Giles, who was nominated by President Biden, ordered Virginia to reinstate the 1,600 voters who were taken off by Wednesday. The state could still remove noncitizens through individualized review according to her order.
The 90 days leading up to an election are when states have to stop certain voter list maintenance programs that remove voters because they are too close to the election. This year, the quiet period began on Aug. 7th, the day Youngkin issued his executive order.
Virginia is asking the high court to weigh in after U.S. District Judge Patricia Tolliver Giles ruled Friday the state program violated federal law by systematically removing voters too close to a federal election.
Nadra Wilson of Lynchburg, Va., was concerned and confused when she received a letter in the mail from local election officials notifying her that her U.S. citizenship was in question.
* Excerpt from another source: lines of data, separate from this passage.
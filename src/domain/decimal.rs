//! Lossless decimal numeric type backed by rust_decimal.
//!
//! Every monetary value in the pipeline (P/L, equity, drawdown, percentages)
//! uses this one representation so cumulative sums over thousands of trades
//! do not accumulate floating-point drift.

use rust_decimal::Decimal as RustDecimal;
use serde::{Deserialize, Serialize};
use std::fmt;
use std::str::FromStr;

/// Lossless decimal numeric type for financial calculations.
///
/// Backed by rust_decimal to avoid floating-point drift.
/// Serializes to JSON number (not string) by default.
#[derive(
    Debug, Clone, Copy, Default, PartialEq, Eq, PartialOrd, Ord, Hash, Serialize, Deserialize,
)]
pub struct Decimal(#[serde(with = "rust_decimal::serde::float")] RustDecimal);

impl Decimal {
    /// Parse a Decimal from a string losslessly.
    ///
    /// # Errors
    /// Returns an error if the string is not a valid decimal number.
    pub fn from_str_canonical(s: &str) -> Result<Self, rust_decimal::Error> {
        RustDecimal::from_str(s).map(Decimal)
    }

    /// Create a Decimal from an integer count (e.g. a trade count divisor).
    pub fn from_i64(value: i64) -> Self {
        Decimal(RustDecimal::from(value))
    }

    /// Format the Decimal as a canonical string (no exponent notation).
    pub fn to_canonical_string(&self) -> String {
        // Use normalize() to remove trailing zeros, then format without exponent
        let normalized = self.0.normalize();
        format!("{}", normalized)
    }

    /// The additive identity (0).
    pub fn zero() -> Self {
        Decimal(RustDecimal::ZERO)
    }

    /// Returns the value 100, the percent scaling factor.
    pub fn hundred() -> Self {
        Decimal(RustDecimal::ONE_HUNDRED)
    }

    /// Returns true if the value is exactly zero.
    pub fn is_zero(&self) -> bool {
        self.0.is_zero()
    }

    /// Returns true if the value is > 0.
    pub fn is_positive(&self) -> bool {
        !self.is_zero() && self.0.is_sign_positive()
    }

    /// Returns true if the value is < 0.
    pub fn is_negative(&self) -> bool {
        !self.is_zero() && self.0.is_sign_negative()
    }

    /// Absolute value.
    pub fn abs(&self) -> Self {
        Decimal(self.0.abs())
    }

    /// Round to `dp` decimal places (banker's rounding).
    pub fn round_dp(&self, dp: u32) -> Self {
        Decimal(self.0.round_dp(dp))
    }

    /// Express this value as a percentage of `base` (value / base * 100).
    ///
    /// Callers must guarantee `base` is non-zero; the pipeline validates
    /// capital at the boundary.
    pub fn percent_of(&self, base: Decimal) -> Self {
        *self / base * Decimal::hundred()
    }
}

impl fmt::Display for Decimal {
    fn fmt(&self, f: &mut fmt::Formatter<'_>) -> fmt::Result {
        write!(f, "{}", self.to_canonical_string())
    }
}

impl FromStr for Decimal {
    type Err = rust_decimal::Error;

    fn from_str(s: &str) -> Result<Self, Self::Err> {
        Self::from_str_canonical(s)
    }
}

// Arithmetic operations
impl std::ops::Add for Decimal {
    type Output = Decimal;

    fn add(self, rhs: Decimal) -> Decimal {
        Decimal(self.0 + rhs.0)
    }
}

impl std::ops::Sub for Decimal {
    type Output = Decimal;

    fn sub(self, rhs: Decimal) -> Decimal {
        Decimal(self.0 - rhs.0)
    }
}

impl std::ops::Mul for Decimal {
    type Output = Decimal;

    fn mul(self, rhs: Decimal) -> Decimal {
        Decimal(self.0 * rhs.0)
    }
}

impl std::ops::Div for Decimal {
    type Output = Decimal;

    fn div(self, rhs: Decimal) -> Decimal {
        Decimal(self.0 / rhs.0)
    }
}

impl std::ops::Neg for Decimal {
    type Output = Decimal;

    fn neg(self) -> Decimal {
        Decimal(-self.0)
    }
}

impl std::ops::AddAssign for Decimal {
    fn add_assign(&mut self, rhs: Decimal) {
        self.0 += rhs.0;
    }
}

impl std::iter::Sum for Decimal {
    fn sum<I: Iterator<Item = Decimal>>(iter: I) -> Decimal {
        iter.fold(Decimal::zero(), |acc, d| acc + d)
    }
}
The challengers alleged that Virginia’s voter purge did exactly what the federal law was aimed at preventing; it removed eligible voters who, as a result of the state’s action, did not know they were no longer eligible to vote.
The state contended that the lower courts “misinterpreted the NVRA.” Noncitizens can’t use the quiet period since they are ineligible to vote. Even if the “quiet period” did apply here, the state argued, the program was sufficiently individualized, not systematic.
The significance of court’s ruling is not how it affects the election in Virginia, where polls show the vice president ahead of Trump, but how it sends a signal. The signal that this sends is that if a majority of justices had an appetite for election appeals like this one, there will be more election appeals from more contentious states.